The business prospered, the shop grew. Little do I remember of all this, or the increased comforts of life or moving into the new home on the hillside above the town by this time known as Rouseville. But the change in the outlook on the world about me, I do remember. We had lived on the edge of an active oil farm and oil town. No industry of man in its early days has ever been more destructive of beauty, order, decency, than the production of petroleum. All about us rose derricks, squatted engine-houses and tanks; the earth about them was streaked and damp with the dumpings of the pumps, which brought up regularly the sand and clay and rock through which the drill had made its way. If oil was found, if the well flowed, every tree, every shrub, every bit of grass in the vicinity was coated with black grease and left to die. Tar and oil stained everything. If the well was dry a rickety derrick, piles of debris, oily holes were left, for nobody ever cleaned up in those days.
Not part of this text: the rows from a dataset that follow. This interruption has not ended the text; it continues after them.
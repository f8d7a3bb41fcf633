//! Mesh address ranges.
//!
//! Addresses are plain `u16` values. The helpers here classify them the way
//! the network layer needs: unicast sources, group and virtual destinations,
//! the fixed group block and the reserved range that is never accepted.

/// The unassigned address
pub const UNASSIGNED: u16 = 0x0000;

/// All-proxies fixed group
pub const ALL_PROXIES: u16 = 0xfffc;
/// All-friends fixed group
pub const ALL_FRIENDS: u16 = 0xfffd;
/// All-relays fixed group
pub const ALL_RELAYS: u16 = 0xfffe;
/// All-nodes fixed group
pub const ALL_NODES: u16 = 0xffff;

/// First address of the reserved-for-future-use group block
pub const RFU_START: u16 = 0xff00;
/// Last address of the reserved-for-future-use group block
pub const RFU_END: u16 = 0xfffb;

/// Unicast addresses are 0x0001..=0x7fff
pub fn is_unicast(addr: u16) -> bool {
    addr != UNASSIGNED && addr & 0x8000 == 0
}

/// Virtual addresses are 0x8000..=0xbfff
pub fn is_virtual(addr: u16) -> bool {
    addr & 0xc000 == 0x8000
}

/// Group addresses are 0xc000..=0xffff (including fixed groups)
pub fn is_group(addr: u16) -> bool {
    addr & 0xc000 == 0xc000
}

/// Reserved group addresses that must never be used as a destination
pub fn is_rfu(addr: u16) -> bool {
    (RFU_START..=RFU_END).contains(&addr)
}

/// One of the four fixed group addresses
pub fn is_fixed_group(addr: u16) -> bool {
    addr >= ALL_PROXIES
}

/// Whether `addr` falls inside the element range `[base, base + count)`
pub fn in_element_range(addr: u16, base: u16, count: u16) -> bool {
    is_unicast(addr) && addr >= base && (addr as u32) < base as u32 + count as u32
}

#[cfg(test)]
mod tests {
    use super::*;

    #[test]
    fn test_address_classes() {
        assert!(!is_unicast(UNASSIGNED));
        assert!(is_unicast(0x0001));
        assert!(is_unicast(0x7fff));
        assert!(!is_unicast(0x8000));
        assert!(is_virtual(0x8000));
        assert!(is_virtual(0xbfff));
        assert!(is_group(0xc000));
        assert!(is_group(ALL_NODES));
        assert!(!is_group(0xbfff));
    }

    #[test]
    fn test_rfu_and_fixed() {
        assert!(is_rfu(0xff00));
        assert!(is_rfu(0xfffb));
        assert!(!is_rfu(ALL_PROXIES));
        assert!(is_fixed_group(ALL_PROXIES));
        assert!(is_fixed_group(ALL_NODES));
        assert!(!is_fixed_group(0xfffb));
    }

    #[test]
    fn test_element_range() {
        assert!(in_element_range(0x0010, 0x0010, 3));
        assert!(in_element_range(0x0012, 0x0010, 3));
        assert!(!in_element_range(0x0013, 0x0010, 3));
        assert!(!in_element_range(0x000f, 0x0010, 3));
        assert!(in_element_range(0x7fff, 0x7fff, 1));
    }
}
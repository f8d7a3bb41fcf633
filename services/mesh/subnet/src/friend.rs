//! Friendship credentials.
//!
//! A friendship between a Low Power node and its Friend gets its own
//! network security material, derived from the subnet NetKey, both
//! addresses and both counters. Each credential mirrors the two key
//! generations of its subnet during key refresh.

use crate::crypto::{MeshCrypto, NetSecurity};
use crate::keys::Subnet;
use crate::SubnetError;
use mesh_wire::address::UNASSIGNED;
use tracing::{debug, warn};

/// Default number of friendship credential slots
pub const DEFAULT_FRIEND_CRED_COUNT: usize = 4;

/// Our side of a friendship
#[derive(Debug, Clone, Copy, PartialEq, Eq)]
pub enum FriendRole {
    /// We are the Low Power node, the peer is our Friend
    LowPower,
    /// We are the Friend, the peer is a Low Power node
    Friend,
}

/// Friendship credential
#[derive(Debug, Clone, PartialEq, Eq)]
pub struct FriendCred {
    /// NetKey index
    pub net_idx: u16,
    /// Peer address
    pub addr: u16,
    /// Our role in the friendship
    pub role: FriendRole,
    /// LPNCounter from the Friend Request
    pub lpn_counter: u16,
    /// FriendCounter from the Friend Offer
    pub frnd_counter: u16,
    /// Material for both key generations
    pub cred: [NetSecurity; 2],
}

/// Fixed pool of friendship credentials
#[derive(Debug, Clone)]
pub struct FriendCredTable {
    slots: Vec<Option<FriendCred>>,
}

impl FriendCredTable {
    /// Create a table with `capacity` slots
    pub fn new(capacity: usize) -> Self {
        Self {
            slots: vec![None; capacity],
        }
    }

    fn derive(
        crypto: &dyn MeshCrypto,
        cred: &FriendCred,
        own_addr: u16,
        net_key: &crate::crypto::Key,
    ) -> Result<NetSecurity, SubnetError> {
        let (lpn_addr, frnd_addr) = match cred.role {
            FriendRole::LowPower => (own_addr, cred.addr),
            FriendRole::Friend => (cred.addr, own_addr),
        };

        let mut p = [0u8; 9];
        p[0] = 0x01;
        p[1..3].copy_from_slice(&lpn_addr.to_be_bytes());
        p[3..5].copy_from_slice(&frnd_addr.to_be_bytes());
        p[5..7].copy_from_slice(&cred.lpn_counter.to_be_bytes());
        p[7..9].copy_from_slice(&cred.frnd_counter.to_be_bytes());

        debug!(
            "LPNAddress 0x{:04x} FriendAddress 0x{:04x} LPNCounter 0x{:04x} FriendCounter 0x{:04x}",
            lpn_addr, frnd_addr, cred.lpn_counter, cred.frnd_counter
        );

        Ok(crypto.k2(net_key, &p)?)
    }

    /// Create (or re-create) the credential for a friendship.
    ///
    /// Reuses the slot already held by (`addr`, subnet) or takes the first
    /// free one. The new generation is derived as well when the subnet is
    /// transmitting with its new key.
    #[allow(clippy::too_many_arguments)]
    pub fn create(
        &mut self,
        crypto: &dyn MeshCrypto,
        sub: &Subnet,
        own_addr: u16,
        addr: u16,
        role: FriendRole,
        lpn_counter: u16,
        frnd_counter: u16,
    ) -> Result<&FriendCred, SubnetError> {
        let idx = self
            .slots
            .iter()
            .position(|s| match s {
                None => true,
                Some(c) => c.addr == addr && c.net_idx == sub.net_idx,
            })
            .ok_or_else(|| {
                warn!("No free friend credential slots");
                SubnetError::NoFreeSlot
            })?;

        let mut cred = FriendCred {
            net_idx: sub.net_idx,
            addr,
            role,
            lpn_counter,
            frnd_counter,
            cred: [NetSecurity::default(); 2],
        };

        cred.cred[0] = Self::derive(crypto, &cred, own_addr, &sub.keys[0].net).map_err(|e| {
            self.slots[idx] = None;
            e
        })?;

        if sub.kr_flag {
            cred.cred[1] =
                Self::derive(crypto, &cred, own_addr, &sub.keys[1].net).map_err(|e| {
                    self.slots[idx] = None;
                    e
                })?;
        }

        Ok(self.slots[idx].insert(cred))
    }

    /// Derive the new generation for every friendship on a subnet
    pub fn update(
        &mut self,
        crypto: &dyn MeshCrypto,
        sub: &Subnet,
        own_addr: u16,
    ) -> Result<(), SubnetError> {
        for cred in self.slots.iter_mut().flatten() {
            if cred.net_idx != sub.net_idx {
                continue;
            }
            cred.cred[1] = Self::derive(crypto, cred, own_addr, &sub.keys[1].net)?;
        }
        Ok(())
    }

    /// Promote the new generation once key refresh completes
    pub fn refresh(&mut self, net_idx: u16) {
        for cred in self.slots.iter_mut().flatten() {
            if cred.net_idx == net_idx {
                cred.cred[0] = cred.cred[1];
            }
        }
    }

    /// Remove the credential of a friendship
    pub fn delete(&mut self, net_idx: u16, addr: u16) -> Result<(), SubnetError> {
        let slot = self
            .slots
            .iter_mut()
            .find(|s| matches!(s, Some(c) if c.addr == addr && c.net_idx == net_idx))
            .ok_or(SubnetError::NoFriendCred { net_idx, addr })?;
        *slot = None;
        Ok(())
    }

    /// Remove every credential bound to a subnet
    pub fn delete_subnet(&mut self, net_idx: u16) {
        for slot in self.slots.iter_mut() {
            if matches!(slot, Some(c) if c.net_idx == net_idx) {
                *slot = None;
            }
        }
    }

    /// Transmit material for a friendship on `sub`.
    ///
    /// With `addr` unassigned the first friendship on the subnet is used.
    pub fn get(&self, sub: &Subnet, addr: u16) -> Option<&NetSecurity> {
        self.iter()
            .find(|c| c.net_idx == sub.net_idx && (addr == UNASSIGNED || c.addr == addr))
            .map(|c| &c.cred[sub.kr_flag as usize])
    }

    /// Transmit material for a friendship PDU to `dst` on `sub`.
    ///
    /// A Friend uses the credential of the Low Power node addressed. A Low
    /// Power node sends everything through its Friend, whatever the
    /// destination.
    pub fn for_dst(&self, sub: &Subnet, dst: u16) -> Option<&NetSecurity> {
        let on_subnet = || self.iter().filter(move |c| c.net_idx == sub.net_idx);
        on_subnet()
            .find(|c| c.addr == dst)
            .or_else(|| on_subnet().find(|c| c.role == FriendRole::LowPower))
            .map(|c| &c.cred[sub.kr_flag as usize])
    }

    /// Active credentials
    pub fn iter(&self) -> impl Iterator<Item = &FriendCred> {
        self.slots.iter().flatten()
    }

    /// Remove everything
    pub fn clear(&mut self) {
        self.slots.iter_mut().for_each(|s| *s = None);
    }
}

impl Default for FriendCredTable {
    fn default() -> Self {
        Self::new(DEFAULT_FRIEND_CRED_COUNT)
    }
}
But we left the center of this disorder, went to the hillside, looked down on it; and as for me I no longer saw it, for opposite us was a hillside so steep it had never been drilled. It was clothed with the always changing beauty of trees and shrubs, the white shadflowers and the red maples, the long garlands of laurel and azalea in the spring, the green of every shade through the summer, the crimson and gold, russets and tans of the fall, the frost- and snow-draped trees of the winter. I did not see the derricks for the trees. The hillside above our house and the paths which led around it became a playground in which I reveled. I was not the only one about to forget the ugliness of the Valley and remember through life the beauty of those hillsides. Years later I was to know fairly well one of the great figures in the development of oil, Henry H. Rogers, then the active head of the Standard Oil Company. We discovered in talking over the early days of the industry that at the very moment I was beginning to run the hills above Rouseville he was running a small refinery on the Creek and living on a hillside just below ours, separated only by a narrow ravine along each side of which ran a path. “Up that path,” Mr. Rogers told me, “I used to carry our washing every Monday morning, go for it every Saturday night. Probably I’ve seen you hunting flowers on your side of the ravine. How beautiful it was! I was never happier.” That reminiscence of Henry H. Rogers is only one of several reasons I have for heartily liking as fine a pirate as ever flew his flag in Wall Street.